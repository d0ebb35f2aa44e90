//! Per-frame camera metadata and clock time-base records
//!
//! Frame metadata is written as one row per written video frame, in frame
//! order. Frames without intrinsics keep their row with empty matrix cells.

use crate::clock::{CanonicalTime, ClockSnapshot};
use crate::utils::error::RecorderResult;
use serde::{Deserialize, Serialize};
use std::fmt::Write as _;
use std::fs::File;
use std::io::{BufWriter, Write};
use std::path::Path;

pub const FRAME_METADATA_HEADER: &str = "timestamp_ns,k00,k01,k02,k10,k11,k12,k20,k21,k22,exposure_ns,\
    frame_number,frame_duration_ns,rolling_shutter_skew_ns,iso,focal_length_mm,\
    focus_distance_diopters,af_mode";

/// 3x3 camera intrinsic matrix, row-major
#[derive(Debug, Clone, Copy, PartialEq, Serialize, Deserialize)]
pub struct CameraIntrinsics(pub [f64; 9]);

impl CameraIntrinsics {
    /// Pinhole matrix from focal lengths and principal point (pixels)
    pub fn from_pinhole(fx: f64, fy: f64, cx: f64, cy: f64) -> Self {
        Self([fx, 0.0, cx, 0.0, fy, cy, 0.0, 0.0, 1.0])
    }

    pub fn matrix(&self) -> &[f64; 9] {
        &self.0
    }

    pub fn fx(&self) -> f64 {
        self.0[0]
    }

    pub fn fy(&self) -> f64 {
        self.0[4]
    }

    pub fn cx(&self) -> f64 {
        self.0[2]
    }

    pub fn cy(&self) -> f64 {
        self.0[5]
    }
}

/// Camera parameters reported with a captured frame
///
/// Only exposure is required; drivers fill in what their capture result
/// carries.
#[derive(Debug, Clone, Copy, Default, PartialEq, Serialize, Deserialize)]
#[serde(rename_all = "camelCase")]
pub struct CameraParams {
    /// `None` while the camera has no calibration for this frame
    pub intrinsics: Option<CameraIntrinsics>,
    pub exposure_ns: i64,
    /// Driver frame counter
    pub frame_number: Option<i64>,
    pub frame_duration_ns: Option<i64>,
    /// Rolling shutter readout time
    pub rolling_shutter_skew_ns: Option<i64>,
    pub iso: Option<i32>,
    pub focal_length_mm: Option<f64>,
    pub focus_distance_diopters: Option<f64>,
    /// Driver autofocus mode code
    pub af_mode: Option<i32>,
}

impl CameraParams {
    pub fn new(intrinsics: Option<CameraIntrinsics>, exposure_ns: i64) -> Self {
        Self {
            intrinsics,
            exposure_ns,
            ..Default::default()
        }
    }
}

/// Side data of one recorded video frame
#[derive(Debug, Clone, Copy, PartialEq, Serialize, Deserialize)]
#[serde(rename_all = "camelCase")]
pub struct FrameMetadata {
    pub time: CanonicalTime,
    #[serde(flatten)]
    pub params: CameraParams,
}

impl FrameMetadata {
    pub fn new(time: CanonicalTime, params: CameraParams) -> Self {
        Self { time, params }
    }
}

fn push_cell<T: std::fmt::Display>(line: &mut String, value: Option<T>) {
    line.push(',');
    if let Some(value) = value {
        let _ = write!(line, "{}", value);
    }
}

/// Streams frame metadata rows to a file
pub struct FrameMetadataWriter {
    writer: BufWriter<File>,
    line: String,
    rows: u64,
    bytes: u64,
}

impl FrameMetadataWriter {
    /// Create the file and write the header
    pub fn create(path: &Path) -> RecorderResult<Self> {
        let mut writer = BufWriter::new(File::create(path)?);
        writer.write_all(FRAME_METADATA_HEADER.as_bytes())?;
        writer.write_all(b"\n")?;
        Ok(Self {
            writer,
            line: String::with_capacity(160),
            rows: 0,
            bytes: FRAME_METADATA_HEADER.len() as u64 + 1,
        })
    }

    pub fn write(&mut self, frame: &FrameMetadata) -> RecorderResult<()> {
        self.line.clear();
        let p = &frame.params;
        let _ = write!(self.line, "{}", frame.time);
        match &p.intrinsics {
            Some(intrinsics) => {
                for value in intrinsics.matrix() {
                    let _ = write!(self.line, ",{}", value);
                }
            }
            None => self.line.push_str(",,,,,,,,,"),
        }
        let _ = write!(self.line, ",{}", p.exposure_ns);
        push_cell(&mut self.line, p.frame_number);
        push_cell(&mut self.line, p.frame_duration_ns);
        push_cell(&mut self.line, p.rolling_shutter_skew_ns);
        push_cell(&mut self.line, p.iso);
        push_cell(&mut self.line, p.focal_length_mm);
        push_cell(&mut self.line, p.focus_distance_diopters);
        push_cell(&mut self.line, p.af_mode);
        self.line.push('\n');

        self.writer.write_all(self.line.as_bytes())?;
        self.rows += 1;
        self.bytes += self.line.len() as u64;
        Ok(())
    }

    pub fn rows(&self) -> u64 {
        self.rows
    }

    /// Flush and close, returning the bytes written
    pub fn finish(mut self) -> RecorderResult<u64> {
        self.writer.flush()?;
        self.writer.get_ref().sync_all()?;
        Ok(self.bytes)
    }
}

/// Write clock snapshots taken at session start and end
///
/// Offline tools use the two rows to check how far the wall clock drifted
/// against the host clock during the session.
pub fn write_timebase(path: &Path, start: &ClockSnapshot, end: &ClockSnapshot) -> RecorderResult<()> {
    let mut text = String::new();
    text.push_str("# host_ns: host monotonic clock (canonical timebase)\n");
    text.push_str("# wall_unix_ns: wall clock; media_ns: capture device clock, empty if unbound\n");
    text.push_str("event,host_ns,wall_unix_ns,media_ns,wall_to_host_offset_ns\n");
    for (event, snapshot) in [("start", start), ("end", end)] {
        let media = snapshot
            .media
            .and_then(|t| t.nanoseconds().ok())
            .map(|ns| ns.to_string())
            .unwrap_or_default();
        let offset = snapshot
            .wall_to_host_offset_ns()
            .map(|ns| ns.to_string())
            .unwrap_or_default();
        let _ = writeln!(
            text,
            "{},{},{},{},{}",
            event,
            snapshot.host,
            snapshot.wall.timestamp_nanos_opt().unwrap_or_default(),
            media,
            offset
        );
    }
    std::fs::write(path, text)?;
    Ok(())
}

#[cfg(test)]
mod tests {
    use super::*;
    use crate::clock::MediaTime;
    use chrono::{TimeZone, Utc};
    use tempfile::tempdir;

    #[test]
    fn test_rows_follow_write_order() {
        let dir = tempdir().unwrap();
        let path = dir.path().join("frames.csv");
        let mut writer = FrameMetadataWriter::create(&path).unwrap();

        let k = CameraIntrinsics::from_pinhole(500.0, 510.0, 320.0, 240.0);
        writer
            .write(&FrameMetadata::new(CanonicalTime::from_nanos(20), CameraParams::new(Some(k), 1_000)))
            .unwrap();
        writer
            .write(&FrameMetadata::new(CanonicalTime::from_nanos(10), CameraParams::new(None, 2_000)))
            .unwrap();
        assert_eq!(writer.rows(), 2);
        let bytes = writer.finish().unwrap();

        let text = std::fs::read_to_string(&path).unwrap();
        assert_eq!(bytes as usize, text.len());
        let lines: Vec<&str> = text.lines().collect();
        assert_eq!(lines[0], FRAME_METADATA_HEADER);
        assert_eq!(lines[1], "20,500,0,320,0,510,240,0,0,1,1000,,,,,,,");
        assert_eq!(lines[2], "10,,,,,,,,,,2000,,,,,,,");
        assert_eq!(lines[2].split(',').count(), 18);
    }

    #[test]
    fn test_capture_result_columns() {
        let dir = tempdir().unwrap();
        let path = dir.path().join("frames.csv");
        let mut writer = FrameMetadataWriter::create(&path).unwrap();

        let params = CameraParams {
            frame_number: Some(42),
            frame_duration_ns: Some(33_333_333),
            rolling_shutter_skew_ns: Some(16_000_000),
            iso: Some(400),
            focal_length_mm: Some(4.38),
            focus_distance_diopters: Some(0.5),
            af_mode: Some(4),
            ..CameraParams::new(None, 5_000_000)
        };
        writer
            .write(&FrameMetadata::new(CanonicalTime::from_nanos(7), params))
            .unwrap();
        writer.finish().unwrap();

        let text = std::fs::read_to_string(&path).unwrap();
        let header: Vec<&str> = FRAME_METADATA_HEADER.split(',').collect();
        let row: Vec<&str> = text.lines().nth(1).unwrap().split(',').collect();
        assert_eq!(header.len(), row.len());

        let cell = |name: &str| row[header.iter().position(|h| *h == name).unwrap()];
        assert_eq!(cell("timestamp_ns"), "7");
        assert_eq!(cell("k00"), "");
        assert_eq!(cell("exposure_ns"), "5000000");
        assert_eq!(cell("frame_number"), "42");
        assert_eq!(cell("frame_duration_ns"), "33333333");
        assert_eq!(cell("rolling_shutter_skew_ns"), "16000000");
        assert_eq!(cell("iso"), "400");
        assert_eq!(cell("focal_length_mm"), "4.38");
        assert_eq!(cell("focus_distance_diopters"), "0.5");
        assert_eq!(cell("af_mode"), "4");
    }

    #[test]
    fn test_params_from_json_default_missing_fields() {
        let params: CameraParams =
            serde_json::from_str(r#"{ "exposureNs": 1000, "iso": 100 }"#).unwrap();
        assert_eq!(params.iso, Some(100));
        assert_eq!(params.intrinsics, None);
        assert_eq!(params.frame_number, None);
    }

    #[test]
    fn test_pinhole_accessors() {
        let k = CameraIntrinsics::from_pinhole(1.0, 2.0, 3.0, 4.0);
        assert_eq!((k.fx(), k.fy(), k.cx(), k.cy()), (1.0, 2.0, 3.0, 4.0));
    }

    #[test]
    fn test_timebase_rows() {
        let dir = tempdir().unwrap();
        let path = dir.path().join("timebase.csv");
        let wall = Utc.timestamp_opt(1_700_000_000, 0).unwrap();
        let start = ClockSnapshot {
            host: CanonicalTime::from_nanos(1_000),
            wall,
            media: Some(MediaTime::new(1, 1_000)),
        };
        let end = ClockSnapshot {
            host: CanonicalTime::from_nanos(2_000),
            wall,
            media: None,
        };
        write_timebase(&path, &start, &end).unwrap();

        let text = std::fs::read_to_string(&path).unwrap();
        let rows: Vec<&str> = text.lines().filter(|l| !l.starts_with('#')).collect();
        assert_eq!(rows.len(), 3);
        assert!(rows[1].starts_with("start,1000,1700000000000000000,1000000,"));
        assert!(rows[2].starts_with("end,2000,1700000000000000000,,"));
    }
}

⁂

* **ASSIGNED TASK**
Write out exactly the lines above between the line with "bytes: FRAME_METADATA_HEADER.len() as" and the line with "push_cell(&mut self.line, p.iso);", inclusive, and nothing beyond them.

* **SOLUTION TO THIS PROBLEM**
            bytes: FRAME_METADATA_HEADER.len() as u64 + 1,
        })
    }

    pub fn write(&mut self, frame: &FrameMetadata) -> RecorderResult<()> {
        self.line.clear();
        let p = &frame.params;
        let _ = write!(self.line, "{}", frame.time);
        match &p.intrinsics {
            Some(intrinsics) => {
                for value in intrinsics.matrix() {
                    let _ = write!(self.line, ",{}", value);
                }
            }
            None => self.line.push_str(",,,,,,,,,"),
        }
        let _ = write!(self.line, ",{}", p.exposure_ns);
        push_cell(&mut self.line, p.frame_number);
        push_cell(&mut self.line, p.frame_duration_ns);
        push_cell(&mut self.line, p.rolling_shutter_skew_ns);
        push_cell(&mut self.line, p.iso);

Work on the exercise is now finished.